Miranda had decorated the dead walls of her own stage with posters and photos of role models, largely actresses from twentieth-century passives. She had a chair in 'the corner for roles that involved sitting down. There was also a tiny coffee table where she set down her triple latte, a two-liter bottle of mineral water, and a box of throat lozenges. Then she peeled down to a black leotard and tights, hanging her street clothes on a tree by the door. Another ractor might have gone nude, worn street clothes, or tried to match her costume to the role she'd be playing, if she were lucky enough to know in advance. At the moment, though, Miranda never knew. She had standing bids on Kate in the ractive version of Taming of the Shrew (which was a butcherous kludge, but popular among a certain sort of male user); Scarlett O'Hara in the ractive Gone With the Wind; a double agent named Ilse in an espionage thriller set on a train passing through Nazi Germany; and Rhea, a neo-Victorian damsel in distress in Silk Road, an adventure-comedy-romance ractive set on the wrong side of contemporary Shanghai. She'd created that role. After the good review had come in ("a remarkably Rhea-listic portrayal by newcomer Miranda Redpath!") she had played little else for a couple of months, even though her bid was so steep that most users opted for one of the understudies or contented themselves with watching passively for one-tenth the price. But the distributor had botched the PR targeting when they tried to take it beyond the Shanghai market, and so now Silk Road was in limbo while various heads rolled.

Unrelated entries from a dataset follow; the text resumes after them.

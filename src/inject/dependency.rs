use std::any::Any;

use crate::bundler::{Dependency, DependencyTemplate, ReplaceSource, TemplateContext};

/// Requires a generated module at the very top of the owning module.
///
/// Created by a plugin after the owner was built. Resolution and lifetime
/// belong to the compilation; the dependency itself is never mutated.
#[derive(Debug, Clone, PartialEq, Eq)]
pub struct InjectedModuleDependency {
    request: String,
    variable: Option<String>,
}

impl InjectedModuleDependency {
    pub fn new(request: impl Into<String>) -> Self {
        Self {
            request: request.into(),
            variable: None,
        }
    }

    /// Bind the required value to `variable` instead of discarding it.
    pub fn with_variable(mut self, variable: impl Into<String>) -> Self {
        self.variable = Some(variable.into());
        self
    }
}

impl Dependency for InjectedModuleDependency {
    fn category(&self) -> &'static str {
        "injected"
    }

    fn request(&self) -> Option<&str> {
        Some(&self.request)
    }

    fn as_any(&self) -> &dyn Any {
        self
    }
}

#[derive(Debug, Default)]
pub struct InjectedModuleTemplate;

impl DependencyTemplate for InjectedModuleTemplate {
    fn apply(&self, dep: &dyn Dependency, source: &mut ReplaceSource, ctx: &TemplateContext<'_>) {
        let Some(dep) = dep.as_any().downcast_ref::<InjectedModuleDependency>() else {
            return;
        };

        let content = ctx
            .runtime
            .module_expression(ctx.resolved_module(), &dep.request);
        let prefix = dep
            .variable
            .as_ref()
            .map(|variable| format!("var {} = ", variable))
            .unwrap_or_default();

        source.insert(0, format!("{}{};\n", prefix, content));
    }
}
use std::process::ExitCode;

/// Exit status for CLI commands.
///
/// - `Success` (0): Command completed
/// - `Failure` (1): Command refused to run (e.g. config file already exists)
/// - `Error` (2): Command failed (config error, unresolvable entry, synthesis error, etc.)
#[derive(Copy, Clone, Debug, PartialEq, Eq)]
pub enum ExitStatus {
    Success,
    Failure,
    Error,
}

impl From<ExitStatus> for ExitCode {
    fn from(status: ExitStatus) -> Self {
        match status {
            ExitStatus::Success => ExitCode::from(0),
            ExitStatus::Failure => ExitCode::from(1),
            ExitStatus::Error => ExitCode::from(2),
        }
    }
}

Four leading roles was about as many as she could keep in her head at once. The prompter made it possible to play any role without having seen it before, if you didn't mind making an ass of yourself. But Miranda had a reputation now and couldn't get away with shoddy work. To fill in the blanks when things got slow, she also had standing bids, under another name, for easier work: mostly narration jobs, plus anything having to do with children's media.

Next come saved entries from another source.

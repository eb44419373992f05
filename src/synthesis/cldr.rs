//! CLDR JSON loading.
//!
//! The `cldr-data` package lays out one JSON document per topic, each rooted
//! at its full path (`{"main": {"en": {"numbers": ...}}}`). Documents are
//! deep-merged into a single tree, so lookups use JSON pointers such as
//! `/main/en/numbers` or `/supplemental/plurals-type-cardinal/en`.

use std::{
    fs,
    path::{Path, PathBuf},
};

use anyhow::{Context, Result, anyhow, bail};
use glob::glob;
use serde_json::{Map, Value};
use walkdir::WalkDir;

#[derive(Debug, Clone, PartialEq)]
pub struct CldrData {
    root: Value,
}

impl Default for CldrData {
    fn default() -> Self {
        Self {
            root: Value::Object(Map::new()),
        }
    }
}

impl CldrData {
    pub fn new() -> Self {
        Self::default()
    }

    /// Everything under `<root>/supplemental` plus `<root>/main/<locale>`.
    pub fn for_locale(root: &Path, locale: &str) -> Result<Self> {
        let mut data = Self::new();
        data.load_dir(&root.join("supplemental"))?;
        data.load_dir(&root.join("main").join(locale))
            .with_context(|| format!("Missing locale data for '{}'", locale))?;
        Ok(data)
    }

    /// Load the files matching `patterns`, relative to `base`, in order.
    pub fn from_patterns(base: &Path, patterns: &[String]) -> Result<Self> {
        let mut data = Self::new();
        for pattern in patterns {
            for path in expand(base, pattern)? {
                data.load_file(&path)?;
            }
        }
        Ok(data)
    }

    /// Recursively load every `.json` file in `dir`, in file name order.
    pub fn load_dir(&mut self, dir: &Path) -> Result<()> {
        if !dir.is_dir() {
            bail!("CLDR directory not found: {}", dir.display());
        }
        for entry in WalkDir::new(dir).sort_by_file_name() {
            let entry = entry?;
            let path = entry.path();
            if entry.file_type().is_file() && path.extension().is_some_and(|ext| ext == "json") {
                self.load_file(path)?;
            }
        }
        Ok(())
    }

    pub fn load_file(&mut self, path: &Path) -> Result<()> {
        let content = fs::read_to_string(path)
            .with_context(|| format!("Failed to read CLDR file: {}", path.display()))?;
        let value: Value = serde_json::from_str(&content)
            .with_context(|| format!("Failed to parse CLDR file: {}", path.display()))?;
        self.merge(value);
        Ok(())
    }

    /// Deep-merge `source` into the tree. Objects merge key by key, arrays
    /// index by index, anything else overwrites.
    pub fn merge(&mut self, source: Value) {
        merge_value(&mut self.root, source);
    }

    pub fn get(&self, pointer: &str) -> Option<&Value> {
        self.root.pointer(pointer)
    }

    pub fn require(&self, pointer: &str) -> Result<&Value> {
        self.get(pointer)
            .ok_or_else(|| anyhow!("Missing locale data '{}'", pointer))
    }

    /// Like [`CldrData::require`], for data that must be an object.
    pub fn require_object(&self, pointer: &str) -> Result<&Map<String, Value>> {
        self.require(pointer)?
            .as_object()
            .ok_or_else(|| anyhow!("Locale data '{}' is not an object", pointer))
    }

    pub fn as_value(&self) -> &Value {
        &self.root
    }

    pub fn to_json(&self) -> String {
        self.root.to_string()
    }
}

fn merge_value(target: &mut Value, source: Value) {
    match (target, source) {
        (Value::Object(target), Value::Object(source)) => {
            for (key, value) in source {
                match target.get_mut(&key) {
                    Some(existing) => merge_value(existing, value),
                    None => {
                        target.insert(key, value);
                    }
                }
            }
        }
        (Value::Array(target), Value::Array(source)) => {
            for (index, value) in source.into_iter().enumerate() {
                match target.get_mut(index) {
                    Some(existing) => merge_value(existing, value),
                    None => target.push(value),
                }
            }
        }
        (target, source) => *target = source,
    }
}

fn expand(base: &Path, pattern: &str) -> Result<Vec<PathBuf>> {
    let full = base.join(pattern);
    let full = full.to_string_lossy();
    let mut paths = glob(&full)
        .with_context(|| format!("Invalid CLDR file pattern '{}'", pattern))?
        .collect::<Result<Vec<_>, _>>()?;
    if paths.is_empty() {
        bail!("No CLDR files match '{}'", pattern);
    }
    paths.sort();
    Ok(paths)
}
use std::path::PathBuf;

/// Fully resolved build options. Paths are absolute.
#[derive(Debug, Clone)]
pub struct BuildOptions {
    /// Base directory; the entry request is resolved from here.
    pub context: PathBuf,
    pub entry: String,
    pub output: OutputOptions,
    pub resolve: ResolveOptions,
}

#[derive(Debug, Clone)]
pub struct OutputOptions {
    pub path: PathBuf,
    pub filename: String,
}

#[derive(Debug, Clone)]
pub struct ResolveOptions {
    pub modules: Vec<PathBuf>,
    pub extensions: Vec<String>,
}

impl BuildOptions {
    /// Options with the conventional layout under `context`.
    pub fn with_context(context: PathBuf) -> Self {
        Self {
            entry: "./src/index.js".to_string(),
            output: OutputOptions {
                path: context.join("dist"),
                filename: "bundle.js".to_string(),
            },
            resolve: ResolveOptions {
                modules: vec![context.clone(), context.join("node_modules")],
                extensions: vec![".js".to_string(), ".jsx".to_string()],
            },
            context,
        }
    }
}
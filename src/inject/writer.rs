//! Persistence port for generated modules.

use std::{
    fs,
    path::PathBuf,
    sync::Mutex,
};

use anyhow::{Context, Result};

pub trait ModuleWriter {
    /// Persist `source` and return the path it can be required by.
    fn write(&self, source: &str) -> Result<PathBuf>;
}

/// Writes each module into its own freshly created temporary directory.
///
/// Directories are not removed; the build reads the file after the writer
/// returns and cleanup is left to the OS.
#[derive(Debug, Clone)]
pub struct TempDirWriter {
    file_name: String,
}

impl TempDirWriter {
    pub fn new(file_name: impl Into<String>) -> Self {
        Self {
            file_name: file_name.into(),
        }
    }
}

impl Default for TempDirWriter {
    fn default() -> Self {
        Self::new("formatters.js")
    }
}

impl ModuleWriter for TempDirWriter {
    fn write(&self, source: &str) -> Result<PathBuf> {
        let dir = tempfile::Builder::new()
            .prefix("intlpack-")
            .tempdir()
            .context("Failed to create temporary directory")?
            .keep();
        let file = dir.join(&self.file_name);
        fs::write(&file, source)
            .with_context(|| format!("Failed to write generated module {}", file.display()))?;
        Ok(file)
    }
}

/// Keeps generated modules in memory. Paths are synthetic and never exist
/// on disk.
#[derive(Debug, Default)]
pub struct MemoryWriter {
    written: Mutex<Vec<(PathBuf, String)>>,
}

impl MemoryWriter {
    pub fn new() -> Self {
        Self::default()
    }

    pub fn written(&self) -> Vec<(PathBuf, String)> {
        self.written
            .lock()
            .map(|written| written.clone())
            .unwrap_or_default()
    }
}

impl ModuleWriter for MemoryWriter {
    fn write(&self, source: &str) -> Result<PathBuf> {
        let mut written = self
            .written
            .lock()
            .map_err(|_| anyhow::anyhow!("Memory writer lock poisoned"))?;
        let path = PathBuf::from(format!("/memory/{}/formatters.js", written.len()));
        written.push((path.clone(), source.to_string()));
        Ok(path)
    }
}

#[cfg(test)]
mod tests {
    use super::*;

    #[test]
    fn test_temp_dir_writer_uses_unique_directories() {
        let writer = TempDirWriter::default();
        let first = writer.write("a").unwrap();
        let second = writer.write("a").unwrap();

        assert_ne!(first.parent(), second.parent());
        assert_eq!(first.file_name().unwrap(), "formatters.js");
        assert_eq!(fs::read_to_string(&first).unwrap(), "a");

        fs::remove_dir_all(first.parent().unwrap()).unwrap();
        fs::remove_dir_all(second.parent().unwrap()).unwrap();
    }

    #[test]
    fn test_memory_writer_records_sources() {
        let writer = MemoryWriter::new();
        let path = writer.write("module.exports = 1;").unwrap();

        assert_eq!(
            writer.written(),
            vec![(path, "module.exports = 1;".to_string())]
        );
    }
}
use std::process::ExitCode;

use clap::Parser;
use intlpack::cli::{Arguments, ExitStatus};

fn main() -> ExitCode {
    let args = Arguments::parse();

    match intlpack::cli::run_cli(args) {
        Ok(code) => code,
        Err(err) => {
            eprintln!("Error: {:#}", err);
            ExitStatus::Error.into()
        }
    }
}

She didn't have any kids of her own, but she still corresponded with the ones she'd taken care of during her governess days. She loved racting with children, and besides it was good exercise for the voice, saying those silly little rhymes just right. "Practice Kate from Shrew," she said, and the Miranda-shaped constellation was replaced by a dark-haired woman with green, feline eyes, dressed in some costume designer's concept of what a rich woman in the Italian Renaissance would be likely to wear. Miranda had large bunny eyes while Kate had cat eyes, and cat eyes were used differently from bunny eyes, especially when delivering a slashing witticism. Carl Hollywood, the company's founder and dramaturge, who'd been sitting in passively on her Shrews, had suggested that she needed more work in this area. Not many payers enjoyed Shakespeare or even knew who he was, but the ones who did tended to be very high on the income scale and worth catering to. Usually this kind of argument had no effect on Miranda, but she'd been finding that some of these (rich sexist snob asshole) gentlemen were remarkably good ractors. And any professional could tell you that it was a rare pleasure to ract with a payer who knew what he was doing.
. . .
The Shift comprised the Prime Times for London, the East Coast, and the West Coast. In Greenwich Time, it started around nine P.M., when Londoners were finishing dinner and looking for entertainment, and wound up about seven A.M., when Californians were going to bed. No matter what time zones they actually lived in, all ractors tried to work during those hours. In Shanghai's time zone, The Shift ran from about five A.M. to midafternoon, and Miranda didn't mind doing overtime if some well-heeled Californian wanted to stretch a ractive late into the night. Some of the ractors in her company didn't come in until later in the day, but Miranda still had dreams of living in London and craved attention from that city's sophisticated payers. So she always came to work early.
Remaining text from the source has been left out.